Content starts
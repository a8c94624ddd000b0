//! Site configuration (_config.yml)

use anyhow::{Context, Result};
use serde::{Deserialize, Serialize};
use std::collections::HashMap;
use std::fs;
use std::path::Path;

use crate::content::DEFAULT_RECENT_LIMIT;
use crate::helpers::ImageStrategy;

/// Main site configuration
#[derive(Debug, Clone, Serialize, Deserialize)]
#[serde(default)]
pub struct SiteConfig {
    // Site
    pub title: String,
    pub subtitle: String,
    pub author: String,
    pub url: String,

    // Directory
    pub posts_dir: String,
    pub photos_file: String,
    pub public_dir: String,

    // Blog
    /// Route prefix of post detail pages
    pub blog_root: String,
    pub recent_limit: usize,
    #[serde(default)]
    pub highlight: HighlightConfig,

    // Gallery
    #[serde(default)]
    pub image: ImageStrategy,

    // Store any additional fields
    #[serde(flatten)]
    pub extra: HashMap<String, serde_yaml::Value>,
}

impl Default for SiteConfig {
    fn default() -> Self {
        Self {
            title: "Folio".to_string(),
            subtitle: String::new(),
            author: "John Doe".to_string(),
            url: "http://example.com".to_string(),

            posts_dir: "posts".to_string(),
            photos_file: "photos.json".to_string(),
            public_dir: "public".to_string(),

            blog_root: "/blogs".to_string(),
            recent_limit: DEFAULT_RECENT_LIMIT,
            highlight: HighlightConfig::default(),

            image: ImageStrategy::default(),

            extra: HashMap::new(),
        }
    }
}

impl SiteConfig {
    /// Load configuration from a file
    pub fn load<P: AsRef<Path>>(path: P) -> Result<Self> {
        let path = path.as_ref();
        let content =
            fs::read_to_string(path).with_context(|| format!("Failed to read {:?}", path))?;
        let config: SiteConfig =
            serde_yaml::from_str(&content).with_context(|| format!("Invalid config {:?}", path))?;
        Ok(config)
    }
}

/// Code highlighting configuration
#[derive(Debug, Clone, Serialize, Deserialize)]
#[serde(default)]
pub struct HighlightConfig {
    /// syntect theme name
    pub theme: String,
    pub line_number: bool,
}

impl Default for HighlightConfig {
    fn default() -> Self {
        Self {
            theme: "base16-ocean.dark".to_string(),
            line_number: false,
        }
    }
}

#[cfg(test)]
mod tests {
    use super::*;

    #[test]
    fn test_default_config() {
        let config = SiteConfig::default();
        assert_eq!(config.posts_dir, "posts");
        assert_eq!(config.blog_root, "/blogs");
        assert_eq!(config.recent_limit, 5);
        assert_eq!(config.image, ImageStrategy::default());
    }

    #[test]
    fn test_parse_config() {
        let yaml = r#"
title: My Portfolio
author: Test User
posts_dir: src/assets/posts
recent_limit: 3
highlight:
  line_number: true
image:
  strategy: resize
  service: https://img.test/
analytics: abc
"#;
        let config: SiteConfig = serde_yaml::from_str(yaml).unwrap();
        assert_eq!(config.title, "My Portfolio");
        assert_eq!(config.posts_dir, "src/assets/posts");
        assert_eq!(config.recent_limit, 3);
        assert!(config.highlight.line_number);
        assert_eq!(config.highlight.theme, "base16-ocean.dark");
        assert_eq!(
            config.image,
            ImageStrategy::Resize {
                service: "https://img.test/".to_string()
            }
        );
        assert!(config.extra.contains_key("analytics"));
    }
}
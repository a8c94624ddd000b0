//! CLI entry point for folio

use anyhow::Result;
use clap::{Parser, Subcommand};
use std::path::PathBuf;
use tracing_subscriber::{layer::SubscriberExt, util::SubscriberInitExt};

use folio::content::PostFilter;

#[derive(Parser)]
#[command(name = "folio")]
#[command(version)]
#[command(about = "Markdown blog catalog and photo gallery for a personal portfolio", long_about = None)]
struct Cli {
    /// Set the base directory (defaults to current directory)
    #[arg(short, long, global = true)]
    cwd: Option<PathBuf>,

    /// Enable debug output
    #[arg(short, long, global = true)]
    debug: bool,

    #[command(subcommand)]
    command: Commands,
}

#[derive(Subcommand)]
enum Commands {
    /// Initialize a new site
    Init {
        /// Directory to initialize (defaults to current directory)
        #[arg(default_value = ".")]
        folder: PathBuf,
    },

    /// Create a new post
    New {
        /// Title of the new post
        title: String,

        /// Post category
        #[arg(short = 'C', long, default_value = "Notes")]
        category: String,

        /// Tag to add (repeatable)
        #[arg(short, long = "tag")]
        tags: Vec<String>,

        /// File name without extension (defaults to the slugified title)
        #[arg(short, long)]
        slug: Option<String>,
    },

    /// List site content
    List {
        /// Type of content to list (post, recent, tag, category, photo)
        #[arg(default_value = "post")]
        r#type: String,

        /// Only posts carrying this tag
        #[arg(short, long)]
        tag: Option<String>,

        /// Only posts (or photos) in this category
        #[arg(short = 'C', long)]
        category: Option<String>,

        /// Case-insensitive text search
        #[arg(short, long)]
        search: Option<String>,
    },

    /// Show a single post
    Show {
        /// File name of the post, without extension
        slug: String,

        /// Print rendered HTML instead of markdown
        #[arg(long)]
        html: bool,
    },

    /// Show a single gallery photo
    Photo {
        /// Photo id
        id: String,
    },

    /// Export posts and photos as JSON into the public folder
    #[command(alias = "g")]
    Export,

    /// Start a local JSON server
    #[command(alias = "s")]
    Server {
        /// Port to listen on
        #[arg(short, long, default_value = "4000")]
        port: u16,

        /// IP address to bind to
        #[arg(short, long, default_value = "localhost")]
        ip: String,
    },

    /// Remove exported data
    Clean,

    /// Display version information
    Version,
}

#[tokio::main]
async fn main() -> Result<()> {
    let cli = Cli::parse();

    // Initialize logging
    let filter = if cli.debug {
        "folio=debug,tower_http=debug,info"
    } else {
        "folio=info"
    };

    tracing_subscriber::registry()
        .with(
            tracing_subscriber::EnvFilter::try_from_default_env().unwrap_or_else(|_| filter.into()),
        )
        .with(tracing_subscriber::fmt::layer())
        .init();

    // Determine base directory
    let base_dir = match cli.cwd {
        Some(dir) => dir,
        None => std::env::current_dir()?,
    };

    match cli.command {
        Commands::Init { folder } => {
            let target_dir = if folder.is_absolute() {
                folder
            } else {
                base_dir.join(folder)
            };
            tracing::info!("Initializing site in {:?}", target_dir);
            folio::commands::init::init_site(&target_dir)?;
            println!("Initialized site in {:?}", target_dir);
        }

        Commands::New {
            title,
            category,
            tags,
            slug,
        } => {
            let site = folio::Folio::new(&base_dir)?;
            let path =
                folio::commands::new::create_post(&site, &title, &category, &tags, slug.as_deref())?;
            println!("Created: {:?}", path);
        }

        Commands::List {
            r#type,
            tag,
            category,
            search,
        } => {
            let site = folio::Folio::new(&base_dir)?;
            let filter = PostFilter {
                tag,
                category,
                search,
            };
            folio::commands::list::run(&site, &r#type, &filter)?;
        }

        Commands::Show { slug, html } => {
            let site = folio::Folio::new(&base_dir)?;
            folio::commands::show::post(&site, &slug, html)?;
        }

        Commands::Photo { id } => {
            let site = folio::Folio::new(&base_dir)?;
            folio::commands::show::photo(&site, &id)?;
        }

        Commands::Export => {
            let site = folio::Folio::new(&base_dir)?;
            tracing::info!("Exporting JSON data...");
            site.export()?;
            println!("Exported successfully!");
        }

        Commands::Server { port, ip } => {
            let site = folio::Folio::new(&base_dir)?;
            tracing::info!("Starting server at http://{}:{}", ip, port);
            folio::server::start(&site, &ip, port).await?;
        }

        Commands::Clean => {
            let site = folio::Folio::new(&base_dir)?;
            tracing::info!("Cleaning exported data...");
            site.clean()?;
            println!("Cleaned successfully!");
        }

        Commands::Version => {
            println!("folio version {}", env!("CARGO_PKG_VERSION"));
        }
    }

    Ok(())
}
Content ends
**Task item**
Your reply must consist of the entire listing, repeated word for word.

**Exercise answer**
repository a8c94624ddd000b0
//! Site configuration (_config.yml)

use anyhow::{Context, Result};
use serde::{Deserialize, Serialize};
use std::collections::HashMap;
use std::fs;
use std::path::Path;

use crate::content::DEFAULT_RECENT_LIMIT;
use crate::helpers::ImageStrategy;

/// Main site configuration
#[derive(Debug, Clone, Serialize, Deserialize)]
#[serde(default)]
pub struct SiteConfig {
    // Site
    pub title: String,
    pub subtitle: String,
    pub author: String,
    pub url: String,

    // Directory
    pub posts_dir: String,
    pub photos_file: String,
    pub public_dir: String,

    // Blog
    /// Route prefix of post detail pages
    pub blog_root: String,
    pub recent_limit: usize,
    #[serde(default)]
    pub highlight: HighlightConfig,

    // Gallery
    #[serde(default)]
    pub image: ImageStrategy,

    // Store any additional fields
    #[serde(flatten)]
    pub extra: HashMap<String, serde_yaml::Value>,
}

impl Default for SiteConfig {
    fn default() -> Self {
        Self {
            title: "Folio".to_string(),
            subtitle: String::new(),
            author: "John Doe".to_string(),
            url: "http://example.com".to_string(),

            posts_dir: "posts".to_string(),
            photos_file: "photos.json".to_string(),
            public_dir: "public".to_string(),

            blog_root: "/blogs".to_string(),
            recent_limit: DEFAULT_RECENT_LIMIT,
            highlight: HighlightConfig::default(),

            image: ImageStrategy::default(),

            extra: HashMap::new(),
        }
    }
}

impl SiteConfig {
    /// Load configuration from a file
    pub fn load<P: AsRef<Path>>(path: P) -> Result<Self> {
        let path = path.as_ref();
        let content =
            fs::read_to_string(path).with_context(|| format!("Failed to read {:?}", path))?;
        let config: SiteConfig =
            serde_yaml::from_str(&content).with_context(|| format!("Invalid config {:?}", path))?;
        Ok(config)
    }
}

/// Code highlighting configuration
#[derive(Debug, Clone, Serialize, Deserialize)]
#[serde(default)]
pub struct HighlightConfig {
    /// syntect theme name
    pub theme: String,
    pub line_number: bool,
}

impl Default for HighlightConfig {
    fn default() -> Self {
        Self {
            theme: "base16-ocean.dark".to_string(),
            line_number: false,
        }
    }
}

#[cfg(test)]
mod tests {
    use super::*;

    #[test]
    fn test_default_config() {
        let config = SiteConfig::default();
        assert_eq!(config.posts_dir, "posts");
        assert_eq!(config.blog_root, "/blogs");
        assert_eq!(config.recent_limit, 5);
        assert_eq!(config.image, ImageStrategy::default());
    }

    #[test]
    fn test_parse_config() {
        let yaml = r#"
title: My Portfolio
author: Test User
posts_dir: src/assets/posts
recent_limit: 3
highlight:
  line_number: true
image:
  strategy: resize
  service: https://img.test/
analytics: abc
"#;
        let config: SiteConfig = serde_yaml::from_str(yaml).unwrap();
        assert_eq!(config.title, "My Portfolio");
        assert_eq!(config.posts_dir, "src/assets/posts");
        assert_eq!(config.recent_limit, 3);
        assert!(config.highlight.line_number);
        assert_eq!(config.highlight.theme, "base16-ocean.dark");
        assert_eq!(
            config.image,
            ImageStrategy::Resize {
                service: "https://img.test/".to_string()
            }
        );
        assert!(config.extra.contains_key("analytics"));
    }
}
repository a8c94624ddd000b0
//! CLI entry point for folio

use anyhow::Result;
use clap::{Parser, Subcommand};
use std::path::PathBuf;
use tracing_subscriber::{layer::SubscriberExt, util::SubscriberInitExt};

use folio::content::PostFilter;

#[derive(Parser)]
#[command(name = "folio")]
#[command(version)]
#[command(about = "Markdown blog catalog and photo gallery for a personal portfolio", long_about = None)]
struct Cli {
    /// Set the base directory (defaults to current directory)
    #[arg(short, long, global = true)]
    cwd: Option<PathBuf>,

    /// Enable debug output
    #[arg(short, long, global = true)]
    debug: bool,

    #[command(subcommand)]
    command: Commands,
}

#[derive(Subcommand)]
enum Commands {
    /// Initialize a new site
    Init {
        /// Directory to initialize (defaults to current directory)
        #[arg(default_value = ".")]
        folder: PathBuf,
    },

    /// Create a new post
    New {
        /// Title of the new post
        title: String,

        /// Post category
        #[arg(short = 'C', long, default_value = "Notes")]
        category: String,

        /// Tag to add (repeatable)
        #[arg(short, long = "tag")]
        tags: Vec<String>,

        /// File name without extension (defaults to the slugified title)
        #[arg(short, long)]
        slug: Option<String>,
    },

    /// List site content
    List {
        /// Type of content to list (post, recent, tag, category, photo)
        #[arg(default_value = "post")]
        r#type: String,

        /// Only posts carrying this tag
        #[arg(short, long)]
        tag: Option<String>,

        /// Only posts (or photos) in this category
        #[arg(short = 'C', long)]
        category: Option<String>,

        /// Case-insensitive text search
        #[arg(short, long)]
        search: Option<String>,
    },

    /// Show a single post
    Show {
        /// File name of the post, without extension
        slug: String,

        /// Print rendered HTML instead of markdown
        #[arg(long)]
        html: bool,
    },

    /// Show a single gallery photo
    Photo {
        /// Photo id
        id: String,
    },

    /// Export posts and photos as JSON into the public folder
    #[command(alias = "g")]
    Export,

    /// Start a local JSON server
    #[command(alias = "s")]
    Server {
        /// Port to listen on
        #[arg(short, long, default_value = "4000")]
        port: u16,

        /// IP address to bind to
        #[arg(short, long, default_value = "localhost")]
        ip: String,
    },

    /// Remove exported data
    Clean,

    /// Display version information
    Version,
}

#[tokio::main]
async fn main() -> Result<()> {
    let cli = Cli::parse();

    // Initialize logging
    let filter = if cli.debug {
        "folio=debug,tower_http=debug,info"
    } else {
        "folio=info"
    };

    tracing_subscriber::registry()
        .with(
            tracing_subscriber::EnvFilter::try_from_default_env().unwrap_or_else(|_| filter.into()),
        )
        .with(tracing_subscriber::fmt::layer())
        .init();

    // Determine base directory
    let base_dir = match cli.cwd {
        Some(dir) => dir,
        None => std::env::current_dir()?,
    };

    match cli.command {
        Commands::Init { folder } => {
            let target_dir = if folder.is_absolute() {
                folder
            } else {
                base_dir.join(folder)
            };
            tracing::info!("Initializing site in {:?}", target_dir);
            folio::commands::init::init_site(&target_dir)?;
            println!("Initialized site in {:?}", target_dir);
        }

        Commands::New {
            title,
            category,
            tags,
            slug,
        } => {
            let site = folio::Folio::new(&base_dir)?;
            let path =
                folio::commands::new::create_post(&site, &title, &category, &tags, slug.as_deref())?;
            println!("Created: {:?}", path);
        }

        Commands::List {
            r#type,
            tag,
            category,
            search,
        } => {
            let site = folio::Folio::new(&base_dir)?;
            let filter = PostFilter {
                tag,
                category,
                search,
            };
            folio::commands::list::run(&site, &r#type, &filter)?;
        }

        Commands::Show { slug, html } => {
            let site = folio::Folio::new(&base_dir)?;
            folio::commands::show::post(&site, &slug, html)?;
        }

        Commands::Photo { id } => {
            let site = folio::Folio::new(&base_dir)?;
            folio::commands::show::photo(&site, &id)?;
        }

        Commands::Export => {
            let site = folio::Folio::new(&base_dir)?;
            tracing::info!("Exporting JSON data...");
            site.export()?;
            println!("Exported successfully!");
        }

        Commands::Server { port, ip } => {
            let site = folio::Folio::new(&base_dir)?;
            tracing::info!("Starting server at http://{}:{}", ip, port);
            folio::server::start(&site, &ip, port).await?;
        }

        Commands::Clean => {
            let site = folio::Folio::new(&base_dir)?;
            tracing::info!("Cleaning exported data...");
            site.clean()?;
            println!("Cleaned successfully!");
        }

        Commands::Version => {
            println!("folio version {}", env!("CARGO_PKG_VERSION"));
        }
    }

    Ok(())
}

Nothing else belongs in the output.